Copy all lines below that use the word "chars".

::: TASK DATA

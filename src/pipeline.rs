//! Parse and render stages tied together.

use std::borrow::Cow;

use crate::alert;
use crate::block::{BlockParser, BlockState, Ruler};
use crate::link_ref::LinkRefStore;
use crate::render::{render_tokens, HtmlWriter};
use crate::token::Token;
use crate::Options;

/// Result of the block pass: the token stream and the link definitions
/// collected while producing it.
#[derive(Debug, Clone, Default)]
pub struct Document {
    pub tokens: Vec<Token>,
    pub refs: LinkRefStore,
}

/// A configured parser. Build once, reuse for any number of documents.
///
/// # Example
/// ```
/// use alertmark::Pipeline;
///
/// let pipeline = Pipeline::default();
/// let doc = pipeline.parse(":::info\nHello\n:::");
/// assert_eq!(doc.tokens[0].name(), "alert_open");
/// assert_eq!(
///     pipeline.render(&doc),
///     "<div class=\"alert alert-info\" role=\"alert\" data-alert-type=\"info\">\n<p>Hello</p>\n</div>\n"
/// );
/// ```
#[derive(Debug)]
pub struct Pipeline {
    block: BlockParser,
}

impl Pipeline {
    /// Default block rules, plus the alert rule when `options.alerts` is set.
    pub fn new(options: Options) -> Self {
        let mut ruler = Ruler::with_defaults();
        if options.alerts {
            if let Err(err) = alert::register(&mut ruler) {
                log::error!("alert rule not registered: {err}");
            }
        }
        Self::with_ruler(ruler, options)
    }

    /// Use a caller-assembled rule list as is.
    pub fn with_ruler(ruler: Ruler, options: Options) -> Self {
        Self {
            block: BlockParser::new(ruler, options),
        }
    }

    pub fn block_parser(&self) -> &BlockParser {
        &self.block
    }

    /// Run the block pass over `input`.
    pub fn parse(&self, input: &str) -> Document {
        let src = normalize(input);
        let mut state = BlockState::new(&src);
        let end = state.line_max;
        self.block.tokenize(&mut state, 0, end);
        log::trace!("block pass produced {} tokens", state.tokens.len());
        Document {
            tokens: state.tokens,
            refs: state.refs,
        }
    }

    /// Render a parsed document.
    pub fn render(&self, doc: &Document) -> String {
        let mut writer = HtmlWriter::with_capacity(doc.tokens.len() * 32);
        render_tokens(&doc.tokens, &doc.refs, &mut writer);
        writer.into_string()
    }

    /// Parse and render in one step.
    pub fn to_html(&self, input: &str) -> String {
        let doc = self.parse(input);
        self.render(&doc)
    }
}

impl Default for Pipeline {
    fn default() -> Self {
        Self::new(Options::default())
    }
}

/// Normalize line endings to `\n` and replace NUL with U+FFFD.
fn normalize(input: &str) -> Cow<'_, str> {
    if !input.bytes().any(|b| b == b'\r' || b == 0) {
        return Cow::Borrowed(input);
    }
    let mut out = String::with_capacity(input.len());
    let mut chars = input.chars().peekable();
    while let Some(ch) = chars.next() {
        match ch {
            '\r' => {
                if chars.peek() == Some(&'\n') {
                    chars.next();
                }
                out.push('\n');
            }
            '\0' => out.push('\u{FFFD}'),
            ch => out.push(ch),
        }
    }
    Cow::Owned(out)
}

::::::

**REPLY TO THE TASK**:
    let mut chars = input.chars().peekable();
    while let Some(ch) = chars.next() {
                if chars.peek() == Some(&'\n') {
                    chars.next();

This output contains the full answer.